{TABLE} Quartet in B flat, Op 76, No 4 (Sunrise) ..... Haydn Quartet in F, op 44 .......................... Nielsen Quartet in G minor, op 27 .................... Crieg {/TABLE} THE Danish String Quartet's current ESB sponsored Music Network tour offers a most unusual programme. After a work by Haydn, the first great master of the quartet medium, there are pieces by Nielsen and Grieg, composers whose chamber music continues to languish in the shadow of their major successes.
Denmark's greatest composer, Carl Nielsen, was a string player himself (he spent 16 years in full time employment as a violinist), but, oddly enough, his best known chamber music has remained the Wind Quintet he composed towards the end of his career in 1922. The Op. 44 quartet, began life in 1906 as a piece titled Piacevolezza and was reworked into its final shape in 1919. It's a light and airy work, as its original title (the Italian for "charm") would suggest. The tonally refined Danish players seemed particularly well attuned to its agreeable idiom.

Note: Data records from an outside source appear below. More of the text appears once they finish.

//! Text markers and patterns recognized in roster sheets.
//!
//! Every threshold here is part of the segmentation contract: changing one
//! changes how real sheets are split.

use chrono::NaiveDate;
use regex::Regex;
use std::sync::OnceLock;

/// Substring that marks the first row of every week.
pub const WEEK_MARKER: &str = "Operations Shift Schedule";

/// Title used when a week has no marker cell.
pub const DEFAULT_WEEK_TITLE: &str = "Weekly Operations Shift Schedule";

/// Cell text that bounds the header region of a week.
pub const MEAL_PERIODS_ANCHOR: &str = "Meal Periods";

/// Name given to blocks that cannot be attributed to a labeled shift.
pub const DEFAULT_BLOCK_NAME: &str = "Schedule";

pub const WEEKDAY_TOKENS: [&str; 7] = ["Mon", "Tues", "Wed", "Thurs", "Fri", "Sat", "Sun"];

pub const SHIFT_TYPES: [&str; 3] = ["Owl Shift", "Day Shift", "Swing Shift"];

/// Rows at the top of a week searched for the days-of-week row.
pub const DAYS_ROW_SCAN_ROWS: usize = 10;

/// Rows at the top of a week searched for ISO dates.
pub const DATE_SCAN_ROWS: usize = 10;

/// Rows searched for the "Meal Periods" anchor, starting at the days row.
pub const ANCHOR_SCAN_ROWS: usize = 5;

pub const MIN_WEEKDAY_MATCHES: usize = 3;

/// A label must be strictly longer than this (in chars) to open a block on its own.
pub const MIN_LABEL_CHARS: usize = 3;

fn iso_date_re() -> &'static Regex {
    static RE: OnceLock<Regex> = OnceLock::new();
    RE.get_or_init(|| Regex::new(r"(\d{4})-(\d{2})-(\d{2})T00:00:00").unwrap())
}

fn time_range_re() -> &'static Regex {
    static RE: OnceLock<Regex> = OnceLock::new();
    RE.get_or_init(|| Regex::new(r"\d{1,2}:\d{2}\s*-\s*\d{1,2}:\d{2}").unwrap())
}

/// True if the text contains an ISO midnight timestamp (`YYYY-MM-DDT00:00:00`),
/// whether or not it names a real calendar day.
pub fn is_iso_date(text: &str) -> bool {
    iso_date_re().is_match(text)
}

/// Parse the first ISO midnight timestamp in the text.
///
/// Returns `None` when there is no match or the match is not a valid date
/// (e.g. `2024-13-40T00:00:00`).
pub fn parse_iso_date(text: &str) -> Option<NaiveDate> {
    let caps = iso_date_re().captures(text)?;
    let year = caps[1].parse::<i32>().ok()?;
    let month = caps[2].parse::<u32>().ok()?;
    let day = caps[3].parse::<u32>().ok()?;
    NaiveDate::from_ymd_opt(year, month, day)
}

/// True if the text contains a time range such as `7:00 - 15:30`.
pub fn has_time_range(text: &str) -> bool {
    time_range_re().is_match(text)
}

/// The first shift-type name contained in the text.
pub fn shift_type_in(text: &str) -> Option<&'static str> {
    SHIFT_TYPES.iter().copied().find(|t| text.contains(t))
}

pub fn is_weekday_token(text: &str) -> bool {
    WEEKDAY_TOKENS.contains(&text)
}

Although the bulk of Grieg's output was of piano pieces and songs, his public profile nowadays is as the composer of works with orchestra, the Piano Concerto and the Peer, Gynt suites. The G minor quartet, which dates from 1877, finds the composer uncharacteristically striving for an orchestral richness of sonority that was quite out of his reach with just four players. The familiar sugared tunes and Norwegian inflections are present, but the music jumps about distractingly rather than holding together with any sense of structure. In the Danish Quartet's colourful reading it was the dancing finale which made the strongest impression.
The opening quartet by Haydn, the fourth of the Op. 76 set, was played with an opulence of tone and amplitude of phrasing that made the work a fine showcase for some of the players' most impressive attributes. It wasn't really kind to the composer, though, to present his work in garb of such Brahmsian girth.